Can mobilization of bone marrow stem cells be an alternative regenerative therapy to stem cell injection in a rat model of chronic kidney disease?

Chronic kidney disease (CKD) is a priority health problem affecting 36% of Egyptians. Adipose-derived mesenchymal stem cells (ADMSCs) have multidifferentiation capacity and the ability to restore several types of cells including damaged renal cells. Granulocyte colony-stimulating factor (G-CSF) is known to mobilize hematopoietic stem cells from bone marrow to the peripheral circulation. The aim of this study was to compare the effect of endogenous CD34 + cells mobilization and exogenous ADMSCs administration in the treatment of a rat model of adriamycin (ADR)-induced CKD. A total of 48 male albino rats of the local strain (200 ± 50 g) were equally divided into four groups: control negative, ADR (control positive), ADMSCs group, and G-CSF group. Six rats from each group were sacrificed after 4 weeks and the other 6 after 12 weeks. Renal function was assessed frequently by measuring serum creatinine, albumin, urea, 24-h urinary protein level, and hemoglobin level throughout the study.

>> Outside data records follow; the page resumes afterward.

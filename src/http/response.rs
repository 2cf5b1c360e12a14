use std::time::SystemTime;

use crate::config::config;
use crate::http::body::{Body, ChunkStream};
use crate::http::headers::HttpHeaders;
use crate::http::status::HttpStatus;

/// Response headers that can be set through the safe wrapper API.
pub enum ResponseHeader {
    ContentLength,
    ContentType,
    Connection,
    Server,
    Date,
    TransferEncoding,
}

pub struct HttpResponse {
    pub status: HttpStatus,
    pub headers: HttpHeaders,
    pub body: Body,
}

impl HttpResponse {
    pub fn new() -> Self {
        Self {
            status: HttpStatus::Ok,
            headers: HttpHeaders::new(),
            body: Body::Empty,
        }
    }

    pub fn set_header(&mut self, h: ResponseHeader, value: &str) {
        let name = match h {
            ResponseHeader::ContentType => "Content-Type",
            ResponseHeader::ContentLength => "Content-Length",
            ResponseHeader::Connection => "Connection",
            ResponseHeader::Server => "Server",
            ResponseHeader::Date => "Date",
            ResponseHeader::TransferEncoding => "Transfer-Encoding",
        };

        self.headers.set_raw(name, value);
    }

    /// Sets a buffered body and pins `Content-Length` to its exact length.
    pub fn set_body(&mut self, bytes: Vec<u8>) {
        self.set_header(ResponseHeader::ContentLength, &bytes.len().to_string());
        self.body = Body::Full(bytes);
    }

    /// Sets a lazily produced body. It will be sent with chunked transfer
    /// encoding unless a `Content-Length` header is set explicitly.
    pub fn stream_body(&mut self, chunks: ChunkStream) {
        self.body = Body::Stream(chunks);
    }

    /// True if the body must be sent with chunked transfer encoding.
    pub fn is_chunked(&self) -> bool {
        self.headers
            .get("Transfer-Encoding")
            .is_some_and(|v| v.eq_ignore_ascii_case("chunked"))
    }

    /// Finalizes the headers before serialization. Applies the transfer
    /// policy (a `Content-Length` wins over chunking), the connection
    /// disposition, and the standing `Server` and `Date` headers.
    ///
    /// Headers must not change after this point: the head is written before
    /// the first body byte.
    pub fn prepare(&mut self, keep_alive: bool) {
        if self.headers.contains("Content-Length") {
            self.headers.remove("Transfer-Encoding");
        } else if !self.body.is_empty() {
            self.set_header(ResponseHeader::TransferEncoding, "chunked");
        }

        if !keep_alive {
            // The close disposition wins over whatever the handler set.
            self.set_header(ResponseHeader::Connection, "close");
        } else if !self.headers.contains("Connection") {
            self.set_header(ResponseHeader::Connection, "keep-alive");
        }

        if !self.headers.contains("Server") {
            self.set_header(ResponseHeader::Server, &config().server_name);
        }
        if !self.headers.contains("Date") {
            let date = httpdate::fmt_http_date(SystemTime::now());
            self.set_header(ResponseHeader::Date, &date);
        }
    }

    /// Serializes the status line, headers, and terminating blank line.
    ///
    /// HTTP/1.1 <status> <reason>\r\n
    /// <header_name>: <header_value>\r\n
    /// ...
    /// \r\n
    pub fn build_head(&self) -> String {
        format!(
            "HTTP/1.1 {} {}\r\n{}\r\n",
            self.status as u16,
            self.status.reason(),
            self.headers.stringify(),
        )
    }
}
use log::trace;

use operation::Value;

use crate::error::CalculatorError;
use crate::expression::Operations;

/// Folds the operands strictly in textual order, each step applying the next
/// queued operation to the running total. No precedence is applied, so
/// `9 + 3 * 2` is `(9 + 3) * 2`.
pub fn evaluate(operands: &[Value], mut operations: Operations) -> Result<Value, CalculatorError> {
    let (first, rest) = operands
        .split_first()
        .ok_or(CalculatorError::MissingOperand)?;

    let result = rest.iter().try_fold(*first, |acc, &operand| {
        let operation = operations
            .next_operation()
            .ok_or(CalculatorError::MissingOperator)?;
        let next = operation.apply(acc, operand)?;
        trace!("{} {} {} = {}", acc, operation, operand, next);
        Ok::<_, CalculatorError>(next)
    })?;

    if !operations.is_empty() {
        return Err(CalculatorError::MissingOperand);
    }
    Ok(result)
}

Oxidative stress markers malondialdehyde (MDA) and total antioxidant (TAO) were measured on day 28. CD-34 + cell percentage was measured on day 9. After the sacrification of the rats, kidneys were removed for histopathological assessment. Results revealed that both ADMSCs and G-CSF significantly improved serum creatinine, albumin, urea, 24-h urinary protein level, and histopathological damage score, with the G-CSF-treated group showing better improvement in 24-h urinary protein level, serum albumin, and histopathological damage score compared with ADMSCs-treated group. The G-CSF group also had significantly higher levels of CD34 + cells. Oxidative stress markers (MDA and TAO) levels were significantly improved with both therapies. We conclude that mobilization of endogenous hematopoietic stem cells by G-CSF is more effective than exogenously injected ADMSCs in protecting the kidneys against AD-induced toxicity.